[Stored items]
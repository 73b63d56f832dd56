//! fx-pipeline CLI - Command-line interface for the FX rates pipeline
//!
//! Provides one subcommand per ETL stage plus a sequential orchestrator.
//!
//! ## Example Usage
//!
//! ```bash
//! # Fetch raw EUR-based rates
//! fx-pipeline extract --start-date 2024-01-01 --end-date 2024-03-31
//!
//! # Derive cross pairs and YTD metrics
//! fx-pipeline transform
//!
//! # Push the derived CSVs into the warehouse
//! fx-pipeline load
//!
//! # All three stages in sequence
//! fx-pipeline run --start-date 2024-01-01
//! ```

use chrono::NaiveDate;
use clap::{Parser, Subcommand};
use fx_pipeline::config::PipelineConfig;
use fx_pipeline::extract::{self, ExtractOptions};
use fx_pipeline::load::{self, LoadOptions};
use fx_pipeline::stage::{self, StageReport, StageStep};
use fx_pipeline::transform::{self, TransformOptions};
use std::path::PathBuf;
use std::process;

/// fx-pipeline: FX reference rates ETL
#[derive(Parser)]
#[command(name = "fx-pipeline")]
#[command(version = env!("CARGO_PKG_VERSION"))]
#[command(author = "Robert Fall")]
#[command(about = "Daily FX rates ETL: extract, transform, load", long_about = None)]
struct Cli {
    #[command(subcommand)]
    command: Commands,
}

#[derive(Subcommand)]
enum Commands {
    /// Fetch EUR-based daily rates and write the raw CSV
    Extract {
        /// First date to fetch (YYYY-MM-DD)
        #[arg(long)]
        start_date: Option<NaiveDate>,

        /// Last date to fetch (YYYY-MM-DD), defaults to today
        #[arg(long)]
        end_date: Option<NaiveDate>,

        /// Raw CSV output path
        #[arg(short = 'o', long)]
        output: Option<PathBuf>,
    },

    /// Derive cross pairs and YTD metrics from the raw CSV
    Transform {
        /// Raw CSV input path
        #[arg(short = 'i', long)]
        input: Option<PathBuf>,

        /// Cross-pair CSV output path
        #[arg(long)]
        output_cross: Option<PathBuf>,

        /// YTD metrics CSV output path
        #[arg(long)]
        output_ytd: Option<PathBuf>,
    },

    /// Load the derived CSVs into the warehouse
    Load {
        /// Cross-pair CSV input path
        #[arg(long)]
        input_cross: Option<PathBuf>,

        /// YTD metrics CSV input path
        #[arg(long)]
        input_ytd: Option<PathBuf>,
    },

    /// Run extract, transform and load in sequence
    Run {
        /// First date to fetch (YYYY-MM-DD)
        #[arg(long)]
        start_date: Option<NaiveDate>,

        /// Last date to fetch (YYYY-MM-DD), defaults to today
        #[arg(long)]
        end_date: Option<NaiveDate>,
    },
}

fn main() {
    dotenv::dotenv().ok();
    env_logger::init();
    let cli = Cli::parse();

    let config = match PipelineConfig::from_env() {
        Ok(config) => config,
        Err(e) => {
            eprintln!("Error: {e}");
            process::exit(1);
        }
    };
    if let Err(e) = config.ensure_dirs() {
        eprintln!("Error: could not create temp directory: {e}");
        process::exit(1);
    }

    let report = match cli.command {
        Commands::Extract {
            start_date,
            end_date,
            output,
        } => {
            let options = ExtractOptions {
                start_date,
                end_date,
                output,
            };
            stage::execute(&config, StageStep::Extract, || {
                extract::run(&config, &options)
            })
        }

        Commands::Transform {
            input,
            output_cross,
            output_ytd,
        } => {
            let options = TransformOptions {
                input,
                output_cross,
                output_ytd,
            };
            stage::execute(&config, StageStep::Transform, || {
                transform::run(&config, &options)
            })
        }

        Commands::Load {
            input_cross,
            input_ytd,
        } => {
            let options = LoadOptions {
                input_cross,
                input_ytd,
            };
            stage::execute(&config, StageStep::Load, || load::run(&config, &options))
        }

        Commands::Run {
            start_date,
            end_date,
        } => run_pipeline(&config, start_date, end_date),
    };

    process::exit(report.exit_code());
}

/// Sequential orchestrator: stop at the first failed stage
fn run_pipeline(
    config: &PipelineConfig,
    start_date: Option<NaiveDate>,
    end_date: Option<NaiveDate>,
) -> StageReport {
    log::info!("Running full pipeline: extract -> transform -> load");

    let options = ExtractOptions {
        start_date,
        end_date,
        output: None,
    };
    let report = stage::execute(config, StageStep::Extract, || {
        extract::run(config, &options)
    });
    if !report.succeeded() {
        log::error!("Pipeline stopped: extract failed");
        return report;
    }

    let report = stage::execute(config, StageStep::Transform, || {
        transform::run(config, &TransformOptions::default())
    });
    if !report.succeeded() {
        log::error!("Pipeline stopped: transform failed");
        return report;
    }

    let report = stage::execute(config, StageStep::Load, || {
        load::run(config, &LoadOptions::default())
    });
    if report.succeeded() {
        log::info!("Full pipeline completed");
    } else {
        log::error!("Pipeline stopped: load failed");
    }
    report
}
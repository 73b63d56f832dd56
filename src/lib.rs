//! # fx_pipeline
//!
//! A batch ETL pipeline for daily FX reference rates.
//!
//! The extract stage fetches EUR-based rates from the Frankfurter API.
//! The transform stage expands them into every ordered cross pair of
//! the configured universe and computes cumulative year-to-date
//! statistics per pair. The load stage pushes both result sets into a
//! SQLite warehouse. Stages communicate through CSV files and each
//! stage is audited in the warehouse's execution log.
//!
//! ## Example
//!
//! ```rust,no_run
//! use fx_pipeline::prelude::*;
//! use fx_pipeline::{stage, transform};
//!
//! fn main() {
//!     let config = PipelineConfig::from_env().expect("config");
//!     let report = stage::execute(&config, StageStep::Transform, || {
//!         transform::run(&config, &transform::TransformOptions::default())
//!     });
//!     std::process::exit(report.exit_code());
//! }
//! ```

pub mod config;
pub mod csvio;
pub mod currency;
pub mod error;
pub mod extract;
pub mod load;
pub mod stage;
pub mod transform;
pub mod types;
pub mod warehouse;

pub mod prelude {
    //! Commonly used types
    pub use crate::config::PipelineConfig;
    pub use crate::currency::{Currency, CurrencyPair};
    pub use crate::error::{PipelineError, Result};
    pub use crate::stage::{StageReport, StageStatus, StageStep};
    pub use crate::types::{CrossRate, RawRate, YtdMetric};
    pub use crate::warehouse::{LoadSummary, Warehouse};
}
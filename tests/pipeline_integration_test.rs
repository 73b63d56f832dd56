//! Integration tests for the FX pipeline
//!
//! Exercises the stages end to end against canned Frankfurter payloads
//! and a real SQLite file, without touching the network.

use chrono::NaiveDate;
use fx_pipeline::config::PipelineConfig;
use fx_pipeline::csvio;
use fx_pipeline::currency::{Currency, CurrencyPair};
use fx_pipeline::error::PipelineError;
use fx_pipeline::extract::parse_rates;
use fx_pipeline::load::{self, LoadOptions};
use fx_pipeline::stage::{self, StageStep};
use fx_pipeline::transform::{self, TransformOptions};
use fx_pipeline::types::{CrossRate, RawRate, YtdMetric};
use fx_pipeline::warehouse::Warehouse;
use rusqlite::Connection;
use tempfile::TempDir;

const PAYLOAD: &str = r#"{
    "amount": 1.0,
    "base": "EUR",
    "start_date": "2024-01-02",
    "end_date": "2024-01-04",
    "rates": {
        "2024-01-02": {"NOK": 11.2945, "SEK": 11.1405, "DKK": 7.4562},
        "2024-01-03": {"NOK": 11.3145, "SEK": 11.1785, "DKK": 7.4565},
        "2024-01-04": {"NOK": 11.3675, "SEK": 11.2205, "DKK": 7.4568}
    }
}"#;

fn date(s: &str) -> NaiveDate {
    NaiveDate::parse_from_str(s, "%Y-%m-%d").unwrap()
}

fn test_config(dir: &TempDir) -> PipelineConfig {
    PipelineConfig {
        currencies: vec![Currency::NOK, Currency::EUR, Currency::SEK, Currency::DKK],
        api_base_url: "http://localhost:0".to_string(),
        db_path: dir.path().join("fx_dwh.sqlite"),
        start_date: date("2024-01-01"),
        temp_dir: dir.path().to_path_buf(),
        extract_output: dir.path().join("raw_fx_data.csv"),
        cross_output: dir.path().join("cross_fx_data.csv"),
        ytd_output: dir.path().join("ytd_metrics.csv"),
    }
}

/// Parse the canned payload and write it where extract would
fn seed_raw_csv(config: &PipelineConfig) -> usize {
    let rows = parse_rates(PAYLOAD).unwrap();
    csvio::write_records(&config.extract_output, &rows).unwrap();
    rows.len()
}

#[test]
fn test_payload_flattens_to_one_row_per_observation() {
    let rows = parse_rates(PAYLOAD).unwrap();

    // 3 dates x 3 quotes
    assert_eq!(rows.len(), 9);
    assert!(rows.iter().all(|r| r.base_currency == Currency::EUR));

    let jan2_nok = rows
        .iter()
        .find(|r| r.rate_date == date("2024-01-02") && r.quote_currency == Currency::NOK)
        .unwrap();
    assert_eq!(jan2_nok.exchange_rate, 11.2945);
}

#[test]
fn test_transform_then_load_fills_the_warehouse() {
    let dir = TempDir::new().unwrap();
    let config = test_config(&dir);
    seed_raw_csv(&config);

    let transformed = transform::run(&config, &TransformOptions::default()).unwrap();
    // 4 currencies -> 12 ordered pairs per date, 3 dates, cross + ytd
    assert_eq!(transformed, 72);

    let loaded = load::run(&config, &LoadOptions::default()).unwrap();
    assert_eq!(loaded, 72);

    let warehouse = Warehouse::open(&config.db_path).unwrap();
    let summary = warehouse.verify_load().unwrap();
    assert_eq!(summary.daily_row_count, 36);
    assert_eq!(summary.ytd_row_count, 36);
    assert_eq!(summary.distinct_pair_count, 12);
    assert_eq!(summary.max_date, Some(date("2024-01-04")));
}

#[test]
fn test_derived_rates_match_quotient_in_warehouse() {
    let dir = TempDir::new().unwrap();
    let config = test_config(&dir);
    seed_raw_csv(&config);
    transform::run(&config, &TransformOptions::default()).unwrap();
    load::run(&config, &LoadOptions::default()).unwrap();

    let conn = Connection::open(&config.db_path).unwrap();
    let nok_sek: f64 = conn
        .query_row(
            "SELECT exchange_rate FROM fact_fx_rates_daily
             WHERE rate_date = '2024-01-02'
               AND base_currency = 'NOK' AND quote_currency = 'SEK'",
            [],
            |row| row.get(0),
        )
        .unwrap();
    let expected = (11.1405f64 / 11.2945 * 1e8).round() / 1e8;
    assert_eq!(nok_sek, expected);

    // EUR-based pairs reproduce the raw quote exactly
    let eur_nok: f64 = conn
        .query_row(
            "SELECT exchange_rate FROM fact_fx_rates_daily
             WHERE rate_date = '2024-01-02'
               AND base_currency = 'EUR' AND quote_currency = 'NOK'",
            [],
            |row| row.get(0),
        )
        .unwrap();
    assert_eq!(eur_nok, 11.2945);
}

#[test]
fn test_reciprocal_pairs_round_trip_to_one() {
    let dir = TempDir::new().unwrap();
    let config = test_config(&dir);
    seed_raw_csv(&config);
    transform::run(&config, &TransformOptions::default()).unwrap();

    let cross: Vec<CrossRate> = csvio::read_records(&config.cross_output).unwrap();
    for rate in &cross {
        let counterpart = CurrencyPair::new(rate.base_currency, rate.quote_currency).inverse();
        let inverse = cross
            .iter()
            .find(|r| {
                r.rate_date == rate.rate_date
                    && r.base_currency == counterpart.base
                    && r.quote_currency == counterpart.quote
            })
            .unwrap();
        let product = rate.exchange_rate * inverse.exchange_rate;
        assert!(
            (product - 1.0).abs() < 1e-6,
            "{}/{} * inverse = {}",
            rate.base_currency,
            rate.quote_currency,
            product
        );
    }
}

#[test]
fn test_no_self_pairs_in_cross_output() {
    let dir = TempDir::new().unwrap();
    let config = test_config(&dir);
    seed_raw_csv(&config);
    transform::run(&config, &TransformOptions::default()).unwrap();

    let cross: Vec<CrossRate> = csvio::read_records(&config.cross_output).unwrap();
    assert!(cross.iter().all(|r| r.base_currency != r.quote_currency));
}

#[test]
fn test_ytd_windows_accumulate_across_the_range() {
    let dir = TempDir::new().unwrap();
    let config = test_config(&dir);
    seed_raw_csv(&config);
    transform::run(&config, &TransformOptions::default()).unwrap();

    let metrics: Vec<YtdMetric> = csvio::read_records(&config.ytd_output).unwrap();
    let eur_nok: Vec<&YtdMetric> = metrics
        .iter()
        .filter(|m| m.base_currency == Currency::EUR && m.quote_currency == Currency::NOK)
        .collect();
    assert_eq!(eur_nok.len(), 3);

    assert_eq!(eur_nok[0].ytd_days_count, 1);
    assert_eq!(eur_nok[0].ytd_variance, None);
    assert_eq!(eur_nok[2].ytd_days_count, 3);
    assert_eq!(eur_nok[2].ytd_first_rate, 11.2945);
    assert_eq!(eur_nok[2].ytd_last_rate, 11.3675);
    assert_eq!(eur_nok[2].ytd_min_rate, 11.2945);
    assert_eq!(eur_nok[2].ytd_max_rate, 11.3675);
    assert!(eur_nok[2].ytd_variance.is_some());

    let expected_change = ((11.3675f64 - 11.2945) / 11.2945 * 100.0 * 1e4).round() / 1e4;
    assert_eq!(eur_nok[2].ytd_change_pct, expected_change);
}

#[test]
fn test_reloading_same_range_is_idempotent() {
    let dir = TempDir::new().unwrap();
    let config = test_config(&dir);
    seed_raw_csv(&config);
    transform::run(&config, &TransformOptions::default()).unwrap();

    load::run(&config, &LoadOptions::default()).unwrap();
    let first = Warehouse::open(&config.db_path)
        .unwrap()
        .verify_load()
        .unwrap();

    load::run(&config, &LoadOptions::default()).unwrap();
    let second = Warehouse::open(&config.db_path)
        .unwrap()
        .verify_load()
        .unwrap();

    assert_eq!(first.daily_row_count, second.daily_row_count);
    assert_eq!(first.ytd_row_count, second.ytd_row_count);
}

#[test]
fn test_revised_rate_overwrites_daily_row() {
    let dir = TempDir::new().unwrap();
    let config = test_config(&dir);
    seed_raw_csv(&config);
    transform::run(&config, &TransformOptions::default()).unwrap();
    load::run(&config, &LoadOptions::default()).unwrap();

    // the source restates one day's NOK fixing
    let mut raw = parse_rates(PAYLOAD).unwrap();
    for row in &mut raw {
        if row.rate_date == date("2024-01-03") && row.quote_currency == Currency::NOK {
            row.exchange_rate = 11.5;
        }
    }
    csvio::write_records(&config.extract_output, &raw).unwrap();
    transform::run(&config, &TransformOptions::default()).unwrap();
    load::run(&config, &LoadOptions::default()).unwrap();

    let conn = Connection::open(&config.db_path).unwrap();
    let eur_nok: f64 = conn
        .query_row(
            "SELECT exchange_rate FROM fact_fx_rates_daily
             WHERE rate_date = '2024-01-03'
               AND base_currency = 'EUR' AND quote_currency = 'NOK'",
            [],
            |row| row.get(0),
        )
        .unwrap();
    assert_eq!(eur_nok, 11.5);

    // row count unchanged: upsert, not append
    let summary = Warehouse::open(&config.db_path)
        .unwrap()
        .verify_load()
        .unwrap();
    assert_eq!(summary.daily_row_count, 36);
    assert_eq!(summary.ytd_row_count, 36);
}

#[test]
fn test_stage_runner_audits_success_and_failure() {
    let dir = TempDir::new().unwrap();
    let config = test_config(&dir);
    seed_raw_csv(&config);

    let report = stage::execute(&config, StageStep::Transform, || {
        transform::run(&config, &TransformOptions::default())
    });
    assert!(report.succeeded());
    assert_eq!(report.exit_code(), 0);

    // loading without the cross CSV fails but still audits
    std::fs::remove_file(&config.cross_output).unwrap();
    let report = stage::execute(&config, StageStep::Load, || {
        load::run(&config, &LoadOptions::default())
    });
    assert!(!report.succeeded());
    assert_eq!(report.exit_code(), 1);
    assert!(report.error.is_some());

    let conn = Connection::open(&config.db_path).unwrap();
    let mut stmt = conn
        .prepare("SELECT pipeline_step, status FROM pipeline_execution_log ORDER BY id")
        .unwrap();
    let audits: Vec<(String, String)> = stmt
        .query_map([], |row| Ok((row.get(0)?, row.get(1)?)))
        .unwrap()
        .collect::<Result<Vec<_>, _>>()
        .unwrap();

    assert_eq!(
        audits,
        vec![
            ("transform".to_string(), "running".to_string()),
            ("transform".to_string(), "success".to_string()),
            ("load".to_string(), "running".to_string()),
            ("load".to_string(), "failed".to_string()),
        ]
    );
}

#[test]
fn test_missing_observation_drops_only_its_pairs() {
    let dir = TempDir::new().unwrap();
    let config = test_config(&dir);

    // DKK quote missing on the 3rd
    let raw = vec![
        RawRate::new(date("2024-01-02"), Currency::NOK, 11.2945),
        RawRate::new(date("2024-01-02"), Currency::SEK, 11.1405),
        RawRate::new(date("2024-01-02"), Currency::DKK, 7.4562),
        RawRate::new(date("2024-01-03"), Currency::NOK, 11.3145),
        RawRate::new(date("2024-01-03"), Currency::SEK, 11.1785),
    ];
    csvio::write_records(&config.extract_output, &raw).unwrap();
    transform::run(&config, &TransformOptions::default()).unwrap();

    let cross: Vec<CrossRate> = csvio::read_records(&config.cross_output).unwrap();
    let jan2 = cross
        .iter()
        .filter(|r| r.rate_date == date("2024-01-02"))
        .count();
    let jan3 = cross
        .iter()
        .filter(|r| r.rate_date == date("2024-01-03"))
        .count();

    // 4 currencies on the 2nd, 3 on the 3rd
    assert_eq!(jan2, 12);
    assert_eq!(jan3, 6);
    assert!(!cross
        .iter()
        .any(|r| r.rate_date == date("2024-01-03")
            && (r.base_currency == Currency::DKK || r.quote_currency == Currency::DKK)));
}

#[test]
fn test_malformed_raw_csv_fails_transform_with_context() {
    let dir = TempDir::new().unwrap();
    let config = test_config(&dir);
    std::fs::write(
        &config.extract_output,
        "rate_date,base_currency,quote_currency,exchange_rate\n\
         2024-01-02,EUR,NOK,abc\n",
    )
    .unwrap();

    let err = transform::run(&config, &TransformOptions::default()).unwrap_err();
    assert!(matches!(err, PipelineError::MalformedInput(_)));
    assert!(err.to_string().contains("record 1"));
}
/// Result of [`WorkflowEngine::create_order`].
#[derive(Debug, Clone, Serialize)]
pub struct PlacedOrder {
    /// The order after assignment.
    pub order: Order,
    pub items: Vec<OrderItem>,
    pub queue_entry: QueueEntry,
    pub session: CustomerSession,
    pub assignment: AssignmentOutcome,
    /// Best-effort steps that failed.
    pub warnings: Vec<SideEffectWarning>,
}

/// An order with everything it owns.
#[derive(Debug, Clone, Serialize)]
pub struct OrderDetails {
    pub order: Order,
    pub items: Vec<OrderItem>,
    pub queue_entry: Option<QueueEntry>,
    pub session: Option<CustomerSession>,
}

fn conflict(order: &Order, reason: impl Into<String>) -> WorkflowError {
    WorkflowError::Conflict {
        order_id: order.id,
        current_status: order.status,
        reason: reason.into(),
    }
}

fn record_transition(to: OrderStatus) {
    metrics::counter!("order_status_transitions_total", "to" => to.as_str()).increment(1);
}

/// Drives orders through their lifecycle.
///
/// Every order mutation is a conditional update on the order's status and
/// staff assignment; there is no in-process lock. Notification fan-out and
/// realtime publication run after each successful transition and never
/// fail the operation.
pub struct WorkflowEngine<S, N>
where
    S: OrderStore,
    N: NotificationStore,
{
    config: WorkflowConfig,
    store: OrderGateway<S>,
    fanout: NotificationFanout<N>,
    realtime: RealtimeHub,
    monitor: PerformanceMonitor,
    assignment: AssignmentResolver,
    reservations: Arc<dyn TableReservationService>,
    loyalty: Arc<dyn LoyaltyService>,
}

/// Builder for [`WorkflowEngine`]. Collaborators default to the in-memory
/// implementations.
pub struct WorkflowEngineBuilder<S, N> {
    store: S,
    notifications: N,
    config: WorkflowConfig,
    staff: Arc<dyn StaffDirectory>,
    reservations: Arc<dyn TableReservationService>,
    loyalty: Arc<dyn LoyaltyService>,
    realtime: Option<RealtimeHub>,
    monitor: Option<PerformanceMonitor>,
}

impl<S, N> WorkflowEngineBuilder<S, N>
where
    S: OrderStore,
    N: NotificationStore,
{
    pub fn config(mut self, config: WorkflowConfig) -> Self {
        self.config = config;
        self
    }

    pub fn staff_directory(mut self, directory: Arc<dyn StaffDirectory>) -> Self {
        self.staff = directory;
        self
    }

    pub fn reservations(mut self, reservations: Arc<dyn TableReservationService>) -> Self {
        self.reservations = reservations;
        self
    }

    pub fn loyalty(mut self, loyalty: Arc<dyn LoyaltyService>) -> Self {
        self.loyalty = loyalty;
        self
    }

    /// Uses `hub` for realtime publication. The store's change feed is
    /// wired to the hub's feed.
    pub fn realtime(mut self, hub: RealtimeHub) -> Self {
        self.realtime = Some(hub);
        self
    }

    pub fn monitor(mut self, monitor: PerformanceMonitor) -> Self {
        self.monitor = Some(monitor);
        self
    }

    pub fn build(self) -> WorkflowEngine<S, N> {
        let realtime = self
            .realtime
            .unwrap_or_else(|| RealtimeHub::new(RealtimeConfig::default(), ChangeFeed::default()));
        let store = OrderGateway::new(self.store, self.config.retry)
            .with_change_feed(realtime.changes().clone());

        WorkflowEngine {
            config: self.config,
            store,
            fanout: NotificationFanout::new(self.notifications),
            realtime,
            monitor: self.monitor.unwrap_or_default(),
            assignment: AssignmentResolver::new(self.staff),
            reservations: self.reservations,
            loyalty: self.loyalty,
        }
    }
}
use domain::DEFAULT_PLATFORM_FEE_RATE;
use order_store::RetryPolicy;

/// Engine configuration.
#[derive(Debug, Clone)]
pub struct WorkflowConfig {
    /// Fraction of the subtotal charged as platform fee.
    pub platform_fee_rate: f64,
    /// Retry policy for the persistence gateway.
    pub retry: RetryPolicy,
    /// Order numbers generated before a duplicate number is reported.
    pub order_number_attempts: u32,
}

impl Default for WorkflowConfig {
    fn default() -> Self {
        Self {
            platform_fee_rate: DEFAULT_PLATFORM_FEE_RATE,
            retry: RetryPolicy::default(),
            order_number_attempts: 3,
        }
    }
}

impl WorkflowConfig {
    pub fn with_fee_rate(mut self, rate: f64) -> Self {
        self.platform_fee_rate = rate;
        self
    }

    pub fn with_retry(mut self, retry: RetryPolicy) -> Self {
        self.retry = retry;
        self
    }
}
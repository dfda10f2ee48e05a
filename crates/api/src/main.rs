//! API server entry point.

use std::sync::Arc;

use api::config::{Config, LogFormat};
use api::routes::orders::AppState;
use metrics_exporter_prometheus::PrometheusHandle;
use notifications::{NotificationStore, PostgresNotificationStore};
use order_store::{OrderStore, PostgresOrderStore};
use sqlx::postgres::PgPoolOptions;
use tokio::signal;
use tracing_subscriber::EnvFilter;
use tracing_subscriber::layer::SubscriberExt;
use tracing_subscriber::util::SubscriberInitExt;
use workflow::InMemoryStaffDirectory;

/// Waits for a shutdown signal (SIGINT or SIGTERM).
async fn shutdown_signal() {
    let ctrl_c = async {
        signal::ctrl_c()
            .await
            .expect("failed to install SIGINT handler");
    };

    #[cfg(unix)]
    let terminate = async {
        signal::unix::signal(signal::unix::SignalKind::terminate())
            .expect("failed to install SIGTERM handler")
            .recv()
            .await;
    };

    #[cfg(not(unix))]
    let terminate = std::future::pending::<()>();

    tokio::select! {
        () = ctrl_c => {
            tracing::info!("received SIGINT, starting graceful shutdown");
        }
        () = terminate => {
            tracing::info!("received SIGTERM, starting graceful shutdown");
        }
    }
}

async fn serve<S, N>(state: Arc<AppState<S, N>>, metrics_handle: PrometheusHandle, addr: &str)
where
    S: OrderStore + 'static,
    N: NotificationStore + 'static,
{
    let app = api::create_app(state.clone(), metrics_handle);

    tracing::info!(%addr, "starting API server");
    let listener = tokio::net::TcpListener::bind(addr)
        .await
        .expect("failed to bind address");
    axum::serve(listener, app)
        .with_graceful_shutdown(shutdown_signal())
        .await
        .expect("server error");

    // Ends open SSE streams and realtime subscriptions.
    state.engine.close();
}

#[tokio::main]
async fn main() {
    let config = Config::from_env();

    // 1. Initialize tracing
    let filter = EnvFilter::try_from_default_env()
        .unwrap_or_else(|_| EnvFilter::new(config.log_level.as_str()));
    let json = config.log_format == LogFormat::Json;
    tracing_subscriber::registry()
        .with(filter)
        .with(json.then(|| tracing_subscriber::fmt::layer().json()))
        .with((!json).then(tracing_subscriber::fmt::layer))
        .init();

    // 2. Install Prometheus metrics recorder
    let prometheus_builder = metrics_exporter_prometheus::PrometheusBuilder::new();
    let metrics_handle = prometheus_builder
        .install_recorder()
        .expect("failed to install Prometheus recorder");

    // 3. Create stores and application state, then serve
    let addr = config.addr();
    match config.database_url.as_deref() {
        Some(url) => {
            let pool = PgPoolOptions::new()
                .max_connections(10)
                .connect(url)
                .await
                .expect("failed to connect to PostgreSQL");
            let orders = PostgresOrderStore::new(pool.clone());
            orders
                .run_migrations()
                .await
                .expect("failed to run migrations");
            tracing::info!("using PostgreSQL stores");

            let state = api::create_state(
                orders,
                PostgresNotificationStore::new(pool),
                Arc::new(InMemoryStaffDirectory::new()),
                &config,
            );
            serve(state, metrics_handle, &addr).await;
        }
        None => {
            tracing::warn!("DATABASE_URL not set, using in-memory stores");
            serve(api::create_default_state(&config), metrics_handle, &addr).await;
        }
    }

    tracing::info!("server shut down gracefully");
}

- **What to do**: Copy out the lines above with "session" in them.

- **Answer section**:
    pub session: CustomerSession,
    pub session: Option<CustomerSession>,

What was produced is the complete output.